The Supreme Court’s decision may go some way to addressing the injustices inherent in the current law affecting cohabitees but it does so at the cost of certainty
Victoria Francis, Solicitor at law firm Speechly Bircham, comments on today’s Supreme Court judgment in Kernott v Jones, which addressed the rights of cohabiting, not married, partners when divorcing:
“The long wait is finally over. The Supreme Court’s decision may go some way to addressing the injustices inherent in the current law affecting cohabitees but it does so at the cost of certainty and will surely lead to more litigation as co-owners attempt to unscramble what is really a fairly incomprehensible area of the law unless you are a specialist in it. Few people purchasing properties together will be able to claim that and frankly, that is why the law in this area is not fit for purpose.”

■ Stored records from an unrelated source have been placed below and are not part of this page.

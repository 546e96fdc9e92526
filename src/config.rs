//! Engine configuration.

use serde::Deserialize;

/// Tunables for request resolution and the in-memory store.
///
/// Every field has a default, so partial JSON is fine:
///
/// ```ignore
/// let config = ApiConfig::from_json(r#"{ "default_per_page": 25 }"#)?;
/// assert_eq!(config.version_header, "Accept-Version");
/// ```
#[derive(Debug, Clone, PartialEq, Eq, Deserialize)]
#[serde(default)]
pub struct ApiConfig {
    /// Header the version number is read from, named in error messages.
    pub version_header: String,
    /// Page size for paged index actions when the request gives none.
    pub default_per_page: u64,
    /// Channel capacity of each store actor.
    pub store_buffer: usize,
}

impl Default for ApiConfig {
    fn default() -> Self {
        Self {
            version_header: "Accept-Version".to_string(),
            default_per_page: 10,
            store_buffer: 32,
        }
    }
}

impl ApiConfig {
    pub fn from_json(json: &str) -> Result<Self, serde_json::Error> {
        serde_json::from_str(json)
    }
}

This landmark judgment clarifies how to determine the property rights of unmarried couples in the event of relationship breakdown. However, according to Joanna Grandfield, barrister and specialist family lawyer at national law firm Mills & Reeve, whilst clarity is welcome, it will not solve the underlying need for legal reform in this area:
“The Supreme Court’s decision approves the increasing tendency of the courts to avoid the harsh results of a strict interpretation of property law through the use of “inferred intentions” as a means of getting round legally correct, but morally unfair results.
“The price of this approach is that cases will continue to come before the court requiring an extensive examination of the history of a relationship including detailed evidence from the parties as to who said and did what when in order to determine what was (or should have been) agreed as to property ownership as a result.
“That has a high cost, both emotional and financial, for all concerned. Courts have been left to paper over the cracks of a legal framework which has left cohabiting couples effectively to fend for themselves on relationship breakdown for far too long. Legislation needs to be introduced to reflect the society which it is supposed to serve.
“Government could, should and must act to address the yawning gap in protection and provision for a significant proportion of the population through the introduction of new laws to govern and formalise the rights and responsibilities that living together for a period of time (the Law Commission recommends 2 years) would bring.”
“Whilst good news for many, the decision is unwelcome for those who have taken a deliberate decision not to marry, specifically because they do not wish to place themselves in a situation whereby their assets could come under attack on relationship breakdown.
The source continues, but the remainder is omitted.